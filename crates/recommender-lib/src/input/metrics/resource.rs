//! Resource-metrics source
//!
//! Thin pass-through to the orchestrator's resource-metrics API. The
//! transport client is a collaborator; this wrapper only validates the
//! contract on the way out.

use async_trait::async_trait;
use std::sync::Arc;

use super::{PodMetrics, PodMetricsLister, VpaMetricsView};
use crate::error::Result;

/// Transport to the orchestrator's resource-metrics API.
#[async_trait]
pub trait ResourceMetricsClient: Send + Sync {
    async fn list_pod_metrics(&self, namespace: &str) -> Result<Vec<PodMetrics>>;
}

/// Source wrapper around a [`ResourceMetricsClient`].
pub struct ResourceMetricsSource {
    client: Arc<dyn ResourceMetricsClient>,
}

impl ResourceMetricsSource {
    pub fn new(client: Arc<dyn ResourceMetricsClient>) -> Self {
        Self { client }
    }
}

#[async_trait]
impl PodMetricsLister for ResourceMetricsSource {
    fn name(&self) -> &'static str {
        "resource-metrics"
    }

    async fn list(&self, namespace: &str, _vpas: &[VpaMetricsView]) -> Result<Vec<PodMetrics>> {
        let metrics = self.client.list_pod_metrics(namespace).await?;
        for pod in &metrics {
            pod.validate()?;
        }
        Ok(metrics)
    }
}
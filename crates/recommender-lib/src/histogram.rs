//! Weight-decaying usage histograms
//!
//! Aggregates CPU and memory samples into exponentially spaced buckets and
//! answers weighted percentile queries. Sample weights decay with a
//! configurable half-life so old usage fades out of the recommendation.
//! Histograms are restartable: a checkpoint fully determines future
//! percentiles for the same inputs.

use chrono::{DateTime, Duration, Utc};
use serde::{Deserialize, Serialize};
use std::collections::BTreeMap;

use crate::error::{RecommenderError, Result};

/// Decay exponents past this are folded into the reference timestamp to
/// keep bucket weights inside f64 range.
const MAX_DECAY_EXPONENT: f64 = 100.0;

/// Largest integer weight written into a checkpoint bucket.
const MAX_CHECKPOINT_WEIGHT: f64 = 10_000.0;

/// Bucket layout: boundary(i) = first * ratio^i. Values below the first
/// boundary land in bucket 0, values past the last in the final bucket.
#[derive(Debug, Clone, PartialEq)]
pub struct HistogramOptions {
    num_buckets: usize,
    first_bucket: f64,
    ratio: f64,
    epsilon: f64,
}

impl HistogramOptions {
    /// Exponential layout covering [min_value, max_value].
    pub fn exponential(min_value: f64, max_value: f64, ratio: f64, epsilon: f64) -> Result<Self> {
        if min_value <= 0.0 || max_value <= min_value || ratio <= 1.0 || epsilon <= 0.0 {
            return Err(RecommenderError::InvalidArgument(format!(
                "invalid histogram layout: min={} max={} ratio={} epsilon={}",
                min_value, max_value, ratio, epsilon
            )));
        }
        let num_buckets = ((max_value / min_value).ln() / ratio.ln()).ceil() as usize + 1;
        Ok(Self {
            num_buckets,
            first_bucket: min_value,
            ratio,
            epsilon,
        })
    }

    /// CPU layout: 0.01 core to 1000 cores, 5% relative bucket error.
    pub fn cpu() -> Self {
        Self::exponential(0.01, 1000.0, 1.05, 1e-4).expect("static cpu layout is valid")
    }

    /// Memory layout: 10 MiB to 1 TiB, 5% relative bucket error.
    pub fn memory() -> Self {
        Self::exponential(10.0 * 1024.0 * 1024.0, 1024.0 * 1024.0 * 1024.0 * 1024.0, 1.05, 1e-4)
            .expect("static memory layout is valid")
    }

    pub fn num_buckets(&self) -> usize {
        self.num_buckets
    }

    fn find_bucket(&self, value: f64) -> usize {
        if value < self.first_bucket {
            return 0;
        }
        let bucket = ((value / self.first_bucket).ln() / self.ratio.ln()).floor() as usize;
        bucket.min(self.num_buckets - 1)
    }

    fn bucket_start(&self, bucket: usize) -> f64 {
        self.first_bucket * self.ratio.powi(bucket as i32)
    }
}
//! External-metrics source
//!
//! Driven by VPA annotations: each `metric-<resource>-<container>`
//! annotation names an external metric whose returned labels identify the
//! pod and container a value belongs to. One list query is issued per
//! distinct (resource, metric) pair; values missing any of the identifying
//! labels are dropped silently.

use async_trait::async_trait;
use chrono::{DateTime, Duration, Utc};
use std::collections::{BTreeMap, HashMap};
use std::sync::Arc;
use tracing::{debug, warn};

use super::{ContainerMetrics, PodMetrics, PodMetricsLister, VpaMetricsView};
use crate::annotations::{metric_mappings, MetricSpec};
use crate::error::Result;
use crate::model::{PodId, ResourceName, Resources};

/// A single value returned by the external metrics API.
#[derive(Debug, Clone)]
pub struct ExternalMetricValue {
    pub labels: BTreeMap<String, String>,
    /// Canonical units: millicores for CPU metrics, bytes for memory.
    pub value: i64,
    pub timestamp: DateTime<Utc>,
    pub window_seconds: Option<i64>,
}

/// Transport to the external metrics API.
#[async_trait]
pub trait ExternalMetricsClient: Send + Sync {
    async fn list(&self, namespace: &str, metric: &MetricSpec)
        -> Result<Vec<ExternalMetricValue>>;
}

/// Label keys that disambiguate pod and container in returned metrics.
#[derive(Debug, Clone)]
pub struct ExternalSourceOptions {
    pub pod_namespace_label: String,
    pub pod_name_label: String,
    pub container_name_label: String,
    /// Window reported when the provider omits one.
    pub default_window: Duration,
}

impl Default for ExternalSourceOptions {
    fn default() -> Self {
        Self {
            pod_namespace_label: "kube_namespace".to_string(),
            pod_name_label: "pod_name".to_string(),
            container_name_label: "container_name".to_string(),
            default_window: Duration::seconds(60),
        }
    }
}

/// Source that turns annotation-declared external metrics into pod samples.
pub struct ExternalMetricsSource {
    client: Arc<dyn ExternalMetricsClient>,
    options: ExternalSourceOptions,
}

type PodContainerResourceMap = HashMap<PodId, HashMap<String, Resources>>;

impl ExternalMetricsSource {
    pub fn new(client: Arc<dyn ExternalMetricsClient>, options: ExternalSourceOptions) -> Self {
        Self { client, options }
    }

    /// Identifies the container a metric value belongs to, or `None` when
    /// any of the three identifying labels is missing.
    fn container_id(&self, value: &ExternalMetricValue) -> Option<(PodId, String)> {
        let namespace = value.labels.get(&self.options.pod_namespace_label)?;
        let pod_name = value.labels.get(&self.options.pod_name_label)?;
        let container = value.labels.get(&self.options.container_name_label)?;
        Some((
            PodId::new(namespace.clone(), pod_name.clone()),
            container.clone(),
        ))
    }

    fn accumulate(
        &self,
        values: &[ExternalMetricValue],
        resource: &ResourceName,
        map: &mut PodContainerResourceMap,
    ) {
        for value in values {
            let Some((pod_id, container)) = self.container_id(value) else {
                continue;
            };
            map.entry(pod_id)
                .or_default()
                .entry(container)
                .or_default()
                .insert(resource.clone(), value.value);
        }
    }
}

#[async_trait]
impl PodMetricsLister for ExternalMetricsSource {
    fn name(&self) -> &'static str {
        "external-metrics"
    }

    async fn list(&self, namespace: &str, vpas: &[VpaMetricsView]) -> Result<Vec<PodMetrics>> {
        let mut result = Vec::new();
        for vpa in vpas {
            // VPAs without matched pods would only generate API traffic.
            if vpa.pod_count == 0 {
                continue;
            }
            if !namespace.is_empty() && vpa.id.namespace != namespace {
                continue;
            }
            let (mappings, bad_keys) = metric_mappings(&vpa.annotations);
            for key in &bad_keys {
                warn!(vpa = %vpa.id, annotation = %key, "Skipping malformed metric annotation");
            }
            if mappings.is_empty() {
                continue;
            }

            // One query per distinct (resource, metric), regardless of how
            // many containers share it.
            let mut queries: Vec<(ResourceName, MetricSpec)> = Vec::new();
            for mapping in &mappings {
                let entry = (mapping.resource.clone(), mapping.metric.clone());
                if !queries.contains(&entry) {
                    queries.push(entry);
                }
            }

            let mut values = PodContainerResourceMap::new();
            let mut timestamp = None;
            let mut window = self.options.default_window;
            for (resource, metric) in &queries {
                let items = self.client.list(&vpa.id.namespace, metric).await?;
                if items.is_empty() {
                    debug!(vpa = %vpa.id, metric = %metric.name, "External metric returned no values");
                    continue;
                }
                self.accumulate(&items, resource, &mut values);
                if timestamp.is_none() {
                    timestamp = Some(items[0].timestamp);
                    if let Some(secs) = items[0].window_seconds {
                        if secs > 0 {
                            window = Duration::seconds(secs);
                        }
                    }
                }
            }

            let Some(timestamp) = timestamp else {
                continue;
            };
            for (pod_id, containers) in values {
                let pod = PodMetrics {
                    pod_id,
                    timestamp,
                    window,
                    containers: containers
                        .into_iter()
                        .map(|(name, usage)| ContainerMetrics { name, usage })
                        .collect(),
                };
                pod.validate()?;
                result.push(pod);
            }
        }
        Ok(result)
    }
}

#[cfg(test)]
mod tests {
    use super::*;
    use crate::model::{LabelSelector, VpaId};
    use chrono::TimeZone;
    use std::sync::Mutex;

    fn t0() -> DateTime<Utc> {
        Utc.with_ymd_and_hms(2024, 3, 1, 0, 0, 0).unwrap()
    }

    struct FakeClient {
        responses: HashMap<String, Vec<ExternalMetricValue>>,
        queries: Mutex<Vec<String>>,
    }

    #[async_trait]
    impl ExternalMetricsClient for FakeClient {
        async fn list(
            &self,
            _namespace: &str,
            metric: &MetricSpec,
        ) -> Result<Vec<ExternalMetricValue>> {
            self.queries.lock().unwrap().push(metric.name.clone());
            Ok(self.responses.get(&metric.name).cloned().unwrap_or_default())
        }
    }

    fn value(labels: &[(&str, &str)], amount: i64) -> ExternalMetricValue {
        ExternalMetricValue {
            labels: labels
                .iter()
                .map(|(k, v)| (k.to_string(), v.to_string()))
                .collect(),
            value: amount,
            timestamp: t0(),
            window_seconds: Some(30),
        }
    }

    fn vpa_view(annotations: &[(&str, &str)], pod_count: usize) -> VpaMetricsView {
        VpaMetricsView {
            id: VpaId::new("prod", "web"),
            pod_count,
            selector: LabelSelector::everything(),
            annotations: annotations
                .iter()
                .map(|(k, v)| (k.to_string(), v.to_string()))
                .collect(),
        }
    }

    fn full_labels() -> Vec<(&'static str, &'static str)> {
        vec![
            ("kube_namespace", "prod"),
            ("pod_name", "web-0"),
            ("container_name", "nginx"),
        ]
    }

    #[tokio::test]
    async fn test_partial_pod_metrics_are_emitted() {
        // CPU present, memory metric returns nothing: the pod still shows
        // up with a CPU-only usage map.
        let client = Arc::new(FakeClient {
            responses: HashMap::from([(
                "cpu.rec".to_string(),
                vec![value(&full_labels(), 1200)],
            )]),
            queries: Mutex::new(vec![]),
        });
        let source = ExternalMetricsSource::new(client, ExternalSourceOptions::default());
        let vpas = [vpa_view(
            &[
                ("vpa.scalewise.dev/metric-cpu-nginx", "cpu.rec"),
                ("vpa.scalewise.dev/metric-memory-nginx", "mem.rec"),
            ],
            1,
        )];
        let metrics = source.list("", &vpas).await.unwrap();
        assert_eq!(metrics.len(), 1);
        assert_eq!(metrics[0].pod_id, PodId::new("prod", "web-0"));
        assert_eq!(metrics[0].window, Duration::seconds(30));
        let usage = &metrics[0].containers[0].usage;
        assert_eq!(usage.get(&ResourceName::Cpu), Some(&1200));
        assert_eq!(usage.get(&ResourceName::Memory), None);
    }

    #[tokio::test]
    async fn test_values_missing_labels_are_dropped() {
        let client = Arc::new(FakeClient {
            responses: HashMap::from([(
                "cpu.rec".to_string(),
                vec![
                    value(&full_labels(), 1200),
                    value(&[("pod_name", "web-1"), ("container_name", "nginx")], 900),
                ],
            )]),
            queries: Mutex::new(vec![]),
        });
        let source = ExternalMetricsSource::new(client, ExternalSourceOptions::default());
        let vpas = [vpa_view(&[("vpa.scalewise.dev/metric-cpu-nginx", "cpu.rec")], 1)];
        let metrics = source.list("", &vpas).await.unwrap();
        assert_eq!(metrics.len(), 1);
        assert_eq!(metrics[0].pod_id.pod_name, "web-0");
    }

    #[tokio::test]
    async fn test_skips_vpas_without_pods() {
        let client = Arc::new(FakeClient {
            responses: HashMap::new(),
            queries: Mutex::new(vec![]),
        });
        let source =
            ExternalMetricsSource::new(client.clone(), ExternalSourceOptions::default());
        let vpas = [vpa_view(&[("vpa.scalewise.dev/metric-cpu-nginx", "cpu.rec")], 0)];
        let metrics = source.list("", &vpas).await.unwrap();
        assert!(metrics.is_empty());
        assert!(client.queries.lock().unwrap().is_empty());
    }

    #[tokio::test]
    async fn test_shared_metric_queried_once() {
        let client = Arc::new(FakeClient {
            responses: HashMap::from([(
                "cpu.rec".to_string(),
                vec![
                    value(&full_labels(), 1200),
                    value(
                        &[
                            ("kube_namespace", "prod"),
                            ("pod_name", "web-0"),
                            ("container_name", "sidecar"),
                        ],
                        150,
                    ),
                ],
            )]),
            queries: Mutex::new(vec![]),
        });
        let source =
            ExternalMetricsSource::new(client.clone(), ExternalSourceOptions::default());
        let vpas = [vpa_view(
            &[
                ("vpa.scalewise.dev/metric-cpu-nginx", "cpu.rec"),
                ("vpa.scalewise.dev/metric-cpu-sidecar", "cpu.rec"),
            ],
            1,
        )];
        let metrics = source.list("", &vpas).await.unwrap();
        assert_eq!(client.queries.lock().unwrap().len(), 1);
        assert_eq!(metrics[0].containers.len(), 2);
    }
}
================================
DIRECTIONS FOR THIS TASK. Go through the entries above and report how many lines hold the word "annotations". Nothing but the number is needed.

RESPONSE. 5